11 replies on “A Shopping Guide for Jail Managers: My Trip to the Jail Conference”

  1. What is the point in comparing inmate dollars to college dollars? Society does not need to be protected from over-read, unemployable children.

  2. Yes it does – but just who will protect us from them?
    I believe the quote is – ‘Liberty is when the government fears the citizens. Tyranny is when citizens fear their government’

  3. There is a major distinction between Prisons and Jails. Prisons are run and funded by the state and hold inmates for years (think drug dealers and rapists). Jails are run and funded by the counties and hold inmates rarely more than a couple weeks (think DUIIs and Meth heads).

    In Oregon we spend more on prisons than we do education – but the jails don’t factor into that number. Most people don’t distinguish between the two, but they are fundamentally different things and places.

    What does all this mean? That we spend even more money on incarceration in Oregon than people commonly cite. Go us.

  4. And I would argue that money works much better protecting the public than the education dollars do teaching them.

    1 out of 3 in Oregon graduate high school – 53% in Portland.
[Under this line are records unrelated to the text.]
//! Error types for the realtime client.

use std::time::Duration;

use thiserror::Error;

/// Failure to establish or use a socket.
#[derive(Debug, Error)]
pub enum TransportError {
    /// Handshake or TCP/TLS connect failed.
    #[error("Connect failed: {0}")]
    Connect(String),

    /// The socket's writer is gone.
    #[error("Socket closed")]
    Closed,
}

/// Errors surfaced to callers of [`crate::RealtimeClient`].
#[derive(Debug, Error)]
pub enum ClientError {
    /// No live connection and the frame was not queued.
    #[error("Not connected")]
    NotConnected,

    /// The outbound queue was full and the frame was dropped.
    #[error("Outbound queue full")]
    QueueFull,

    /// The client was closed while the operation was pending.
    #[error("Client closed")]
    Closed,

    /// No correlated response arrived in time.
    #[error("Request {request_id} timed out after {timeout:?}")]
    RequestTimeout {
        request_id: String,
        timeout: Duration,
    },

    /// The server answered a request with an `Error` frame.
    #[error("Server error: {message}")]
    Server {
        message: String,
        code: Option<String>,
    },

    /// The connection task has shut down.
    #[error("Connection task is no longer running")]
    TaskGone,
}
  5. “And I would argue that money works much better protecting the public than the education dollars do teaching them.

    1 out of 3 in Oregon graduate high school – 53% in Portland.”

    You could also argue that its the lack of education funding that contributes to this…

    But of course, such a drop out rate goes a long way to helping fill up those prisons, so a win-win!

  6. “Protecting the public?” Are you high, D?

    Oh. No. You’re not. If you were, you might be in prison.

    Studies vary slightly, but close to an average of 20% of prisoners are incarcerated for marijuana-related charges.

    That’s 20% of the prison budget we could cut right now. That’s like saying 20% of prisoners are in prison simply for drinking beer.

    20% we could take and use instead for education or better police or a reduction in your taxes.

    Don’t kid yourself that prisons = protecting the public.

    Prisons are a major for-profit industry that spends your money faster than any pointy-headed classics teacher from Harvard who just wants to buy new oboes for the marching band.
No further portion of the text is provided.